Les hôpitaux misent eux plutôt sur le premier train de mesures qu'Alain Berset a mis en consultation en septembre dernier. Le ministre de la santé propose entre autres la mise sur pied d'une organisation tarifaire nationale indépendante chargée d'élaborer, de développer et d'adapter les structures tarifaires ambulatoires.

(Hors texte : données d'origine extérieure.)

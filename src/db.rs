use std::path::Path;

use rusqlite::Connection;

use crate::error::Result;

pub const SCHEMA: &str = "
CREATE TABLE IF NOT EXISTS transactions (
    id TEXT PRIMARY KEY,
    owner_id TEXT NOT NULL,
    amount REAL NOT NULL,
    currency TEXT NOT NULL,
    date_millis INTEGER NOT NULL,
    month_key TEXT NOT NULL,
    category TEXT NOT NULL,
    note TEXT,
    planned INTEGER NOT NULL DEFAULT 0,
    tx_type TEXT NOT NULL DEFAULT 'EXPENSE',
    savings_goal_id TEXT,
    savings_impact REAL NOT NULL DEFAULT 0,
    deleted INTEGER NOT NULL DEFAULT 0,
    dirty INTEGER NOT NULL DEFAULT 1,
    pending_op TEXT DEFAULT 'INSERT',
    updated_at_local INTEGER NOT NULL,
    updated_at_server INTEGER
);

CREATE INDEX IF NOT EXISTS idx_transactions_month ON transactions(month_key, deleted);
CREATE INDEX IF NOT EXISTS idx_transactions_dirty ON transactions(dirty);

CREATE TABLE IF NOT EXISTS preferences (
    key TEXT PRIMARY KEY,
    value TEXT NOT NULL
);

CREATE TABLE IF NOT EXISTS budgets (
    id INTEGER PRIMARY KEY,
    amount REAL,
    updated_at INTEGER NOT NULL
);

CREATE TABLE IF NOT EXISTS expense_categories (
    name TEXT PRIMARY KEY,
    position INTEGER NOT NULL,
    updated_at INTEGER NOT NULL,
    deleted INTEGER NOT NULL DEFAULT 0
);

CREATE TABLE IF NOT EXISTS savings_goals (
    id TEXT PRIMARY KEY,
    name TEXT NOT NULL,
    target REAL NOT NULL,
    deadline_millis INTEGER,
    updated_at INTEGER NOT NULL,
    deleted INTEGER NOT NULL DEFAULT 0,
    pending_op TEXT
);
";

pub fn get_connection(db_path: &Path) -> Result<Connection> {
    let conn = Connection::open(db_path)?;
    conn.execute_batch("PRAGMA journal_mode=WAL; PRAGMA foreign_keys=ON;")?;
    Ok(conn)
}

pub fn init_db(conn: &Connection) -> Result<()> {
    conn.execute_batch(SCHEMA)?;
    Ok(())
}

/// Run `f` inside a SQL transaction. When the connection is already inside
/// one, `f` joins it and the outer caller owns the commit.
pub fn with_transaction<T>(
    conn: &Connection,
    f: impl FnOnce(&Connection) -> Result<T>,
) -> Result<T> {
    if !conn.is_autocommit() {
        return f(conn);
    }
    let tx = conn.unchecked_transaction()?;
    let out = f(&tx)?;
    tx.commit()?;
    Ok(out)
}

#[cfg(test)]
pub(crate) fn test_db() -> (tempfile::TempDir, Connection) {
    let dir = tempfile::tempdir().unwrap();
    let conn = get_connection(&dir.path().join("test.db")).unwrap();
    init_db(&conn).unwrap();
    (dir, conn)
}

#[cfg(test)]
mod tests {
    use super::*;

    #[test]
    fn test_init_db_creates_tables() {
        let (_dir, conn) = test_db();
        let tables: Vec<String> = conn
            .prepare("SELECT name FROM sqlite_master WHERE type='table' AND name NOT LIKE 'sqlite_%'")
            .unwrap()
            .query_map([], |row| row.get(0))
            .unwrap()
            .collect::<std::result::Result<Vec<_>, _>>()
            .unwrap();
        for expected in &["transactions", "preferences", "budgets", "expense_categories", "savings_goals"] {
            assert!(tables.contains(&expected.to_string()), "missing table: {expected}");
        }
    }

    #[test]
    fn test_init_db_is_idempotent() {
        let (_dir, conn) = test_db();
        init_db(&conn).unwrap();
    }

    #[test]
    fn test_with_transaction_rolls_back_on_error() {
        let (_dir, conn) = test_db();
        let result: Result<()> = with_transaction(&conn, |c| {
            c.execute("INSERT INTO preferences (key, value) VALUES ('a', '1')", [])?;
            Err(crate::error::MoneyboxError::InvalidInput("boom".into()))
        });
        assert!(result.is_err());
        let count: i64 = conn.query_row("SELECT count(*) FROM preferences", [], |r| r.get(0)).unwrap();
        assert_eq!(count, 0);
    }

    #[test]
    fn test_with_transaction_nests_into_outer() {
        let (_dir, conn) = test_db();
        with_transaction(&conn, |outer| {
            with_transaction(outer, |inner| {
                inner.execute("INSERT INTO preferences (key, value) VALUES ('a', '1')", [])?;
                Ok(())
            })
        })
        .unwrap();
        let count: i64 = conn.query_row("SELECT count(*) FROM preferences", [], |r| r.get(0)).unwrap();
        assert_eq!(count, 1);
    }
}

Des discussions sont en cours pour l'intégrer à la SwissDRG SA chargée de ces mêmes tâches pour les soins stationnaires en hôpital. Cette société réunit tous les partenaires tarifaires de l'assurance-maladie, sans Curafutura. "Ce serait le meilleur moyen de mettre fin à 14 ans de blocage", selon Dorit Djelid.

Sans Santésuisse

Du côté des assureurs, le front est également divisé. L'autre faîtière des caisses, Santésuisse, n'a dès le départ pas participé aux travaux de Curafutura et ses partenaires. "Toutefois, s'il peut nous être démontré que ces propositions n'entraîneront pas de coûts supplémentaires pour les payeurs de primes, nous sommes ouvert à la discussion", a expliqué à Keystone-ATS Christophe Kaempf.

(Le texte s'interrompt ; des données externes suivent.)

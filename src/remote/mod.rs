//! The remote side of sync: the endpoint contract, its wire records, and the
//! two shipped endpoints (`NoOpRemote` for local-only mode, `FolderRemote` for a
//! shared directory).

mod folder;

pub use folder::FolderRemote;

use serde::{Deserialize, Serialize};

use crate::error::Result;
use crate::models::{BalanceBaseline, SavingsGoal, SettingsSnapshot, SyncMeta, Transaction, TxType};
use crate::months::month_key;

#[derive(Debug, Clone, Copy, PartialEq, Eq)]
pub struct EnsureIdentity {
    /// The remote has no memory of this device's earlier sync history.
    pub bootstrapped: bool,
}

/// Every call is fallible I/O; the synchronizer treats any `Err` as a soft
/// transport failure.
pub trait RemoteEndpoint {
    /// `None` means no identity is available and the cycle is skipped.
    fn ensure_identity(&self) -> Result<Option<EnsureIdentity>>;
    fn pull_deltas(&self, since: i64) -> Result<Vec<TransactionDto>>;
    /// Returns the ack timestamp; anything `<= 0` is a rejection.
    fn push_dirty(&self, rows: &[TransactionDto]) -> Result<i64>;
    fn fetch_transactions_before(&self, month_key_exclusive: &str, limit: usize) -> Result<Vec<TransactionDto>>;
    fn fetch_settings(&self) -> Result<Option<SettingsDto>>;
    /// `true` once the snapshot is persisted remotely.
    fn push_settings(&self, settings: &SettingsDto) -> Result<bool>;
    fn fetch_savings_goals(&self) -> Result<Vec<SavingsGoal>>;
    /// Returns the canonical server copy of each persisted goal.
    fn push_savings_goals(&self, goals: &[SavingsGoal]) -> Result<Vec<SavingsGoal>>;
}

/// Local-only mode: nothing is ever sent or received.
#[derive(Debug, Default, Clone, Copy)]
pub struct NoOpRemote;

impl RemoteEndpoint for NoOpRemote {
    fn ensure_identity(&self) -> Result<Option<EnsureIdentity>> {
        Ok(None)
    }

    fn pull_deltas(&self, _since: i64) -> Result<Vec<TransactionDto>> {
        Ok(Vec::new())
    }

    fn push_dirty(&self, _rows: &[TransactionDto]) -> Result<i64> {
        Ok(0)
    }

    fn fetch_transactions_before(&self, _month_key_exclusive: &str, _limit: usize) -> Result<Vec<TransactionDto>> {
        Ok(Vec::new())
    }

    fn fetch_settings(&self) -> Result<Option<SettingsDto>> {
        Ok(None)
    }

    fn push_settings(&self, _settings: &SettingsDto) -> Result<bool> {
        Ok(false)
    }

    fn fetch_savings_goals(&self) -> Result<Vec<SavingsGoal>> {
        Ok(Vec::new())
    }

    fn push_savings_goals(&self, _goals: &[SavingsGoal]) -> Result<Vec<SavingsGoal>> {
        Ok(Vec::new())
    }
}

fn expense() -> TxType {
    TxType::Expense
}

#[derive(Debug, Clone, PartialEq, Serialize, Deserialize)]
#[serde(rename_all = "camelCase")]
pub struct TransactionDto {
    pub id: String,
    #[serde(default)]
    pub owner_id: String,
    pub amount: f64,
    #[serde(default)]
    pub currency: String,
    pub date_millis: i64,
    #[serde(default)]
    pub month_key: String,
    #[serde(default)]
    pub category: String,
    #[serde(default)]
    pub note: Option<String>,
    #[serde(default)]
    pub planned: bool,
    #[serde(rename = "type", default = "expense")]
    pub tx_type: TxType,
    #[serde(default)]
    pub savings_goal_id: Option<String>,
    #[serde(default)]
    pub savings_impact: f64,
    #[serde(default)]
    pub deleted: bool,
    #[serde(default)]
    pub updated_at_server: Option<i64>,
}

impl From<&Transaction> for TransactionDto {
    fn from(tx: &Transaction) -> Self {
        Self {
            id: tx.id.clone(),
            owner_id: tx.owner_id.clone(),
            amount: tx.amount,
            currency: tx.currency.clone(),
            date_millis: tx.date_millis,
            month_key: tx.month_key.clone(),
            category: tx.category.clone(),
            note: tx.note.clone(),
            planned: tx.planned,
            tx_type: tx.tx_type,
            savings_goal_id: tx.savings_goal_id.clone(),
            savings_impact: tx.savings_impact,
            deleted: tx.sync.deleted,
            updated_at_server: tx.sync.updated_at_server,
        }
    }
}

impl TransactionDto {
    /// A clean local row carrying the delta's server timestamp.
    pub fn into_transaction(self) -> Transaction {
        let month_key = if self.month_key.trim().is_empty() {
            month_key(self.date_millis)
        } else {
            self.month_key
        };
        let mut tx = Transaction {
            id: self.id,
            owner_id: self.owner_id,
            amount: self.amount,
            currency: self.currency,
            date_millis: self.date_millis,
            month_key,
            category: self.category,
            note: self.note,
            planned: self.planned,
            tx_type: self.tx_type,
            savings_goal_id: self.savings_goal_id,
            savings_impact: self.savings_impact,
            sync: SyncMeta {
                dirty: false,
                pending_op: None,
                updated_at_local: 0,
                updated_at_server: self.updated_at_server,
                deleted: self.deleted,
            },
        };
        tx.normalize_savings();
        tx
    }
}

#[derive(Debug, Clone, PartialEq, Serialize, Deserialize)]
#[serde(rename_all = "camelCase")]
pub struct BaselineDto {
    pub amount: f64,
    pub date_millis: i64,
}

/// Wire form of the settings singleton. Missing fields fall back to the
/// defaults so an older or partial remote record still reads.
#[derive(Debug, Clone, PartialEq, Serialize, Deserialize)]
#[serde(rename_all = "camelCase", default)]
pub struct SettingsDto {
    pub language: String,
    pub currency: String,
    pub expense_categories: Vec<String>,
    pub income_categories: Vec<String>,
    pub budget_monthly: Option<f64>,
    pub budget_cycle_start_day: i64,
    pub theme_mode: String,
    pub accent_color: String,
    pub balance_baseline: Option<BaselineDto>,
    pub updated_at: i64,
}

impl Default for SettingsDto {
    fn default() -> Self {
        Self::from(&SettingsSnapshot::default())
    }
}

impl From<&SettingsSnapshot> for SettingsDto {
    fn from(s: &SettingsSnapshot) -> Self {
        Self {
            language: s.language.clone(),
            currency: s.currency.clone(),
            expense_categories: s.expense_categories.clone(),
            income_categories: s.income_categories.clone(),
            budget_monthly: s.budget_monthly,
            budget_cycle_start_day: s.budget_cycle_start_day as i64,
            theme_mode: s.theme_mode.clone(),
            accent_color: s.accent_color.clone(),
            balance_baseline: s.balance_baseline.map(|b| BaselineDto {
                amount: b.amount,
                date_millis: b.date_millis,
            }),
            updated_at: s.updated_at,
        }
    }
}

impl SettingsDto {
    /// Unsanitized; the settings reconciler sanitizes on apply.
    pub fn to_snapshot(&self) -> SettingsSnapshot {
        SettingsSnapshot {
            language: self.language.clone(),
            currency: self.currency.clone(),
            expense_categories: self.expense_categories.clone(),
            income_categories: self.income_categories.clone(),
            budget_monthly: self.budget_monthly,
            budget_cycle_start_day: self.budget_cycle_start_day.clamp(0, u32::MAX as i64) as u32,
            theme_mode: self.theme_mode.clone(),
            accent_color: self.accent_color.clone(),
            balance_baseline: self.balance_baseline.as_ref().map(|b| BalanceBaseline {
                amount: b.amount,
                date_millis: b.date_millis,
            }),
            updated_at: self.updated_at,
            dirty: false,
        }
    }
}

Santésuisse travaille elle sur le concept de forfaits, qui offrent plus de transparence et une meilleure garantie de maîtrise des coûts. Un premier jalon a été franchi avec l'association des chirurgiens (FMCH) en février dernier. Le prix d'un forfait ambulatoire inclut des prestations pré- et postopératoires.

Avec ce modèle, on arriverait à regrouper environ 80% des prestations ambulatoires réalisées en salle d’opération, selon le porte-parole de Santésuisse. "Nous sommes en discussion avec une dizaine d'autres disciplines médicales pour explorer cette voie", ajoute Christophe Kaempf.

Cantons sceptiques

Pour les cantons, qui pourraient à terme être largement impliqués dans le financement des soins ambulatoires, la révision du TARMED se dirige vers une impasse. "D'une part, les acteurs-clé ne sont toujours pas d'accord entre eux", constate Michael Jordi, secrétaire général de Conférence des directeurs cantonaux de la santé (CDS).

D'autre part, on ignore tout des répercutions sur le TARMED de cette nouvelle structure des prestations proposée par ats-tms. Permet-elle de simplifier le système actuel qui regroupe plus de 4600 positions tarifaires; qu'en est-il de la valorisation des médecins de premier recours; la nouvelle structure correspond-elle aux coûts dans les différentes spécialités, s'interroge M. Jordi.

Cette révision est ardue, car la loi impose d'observer une neutralité des coûts. Soit ce qu'on donne aux médecins de famille est compensé par les spécialistes, soit on admet de baisser la valeur du point tarifaire. Un enjeu difficile si l'on veut rallier tous les acteurs de la santé.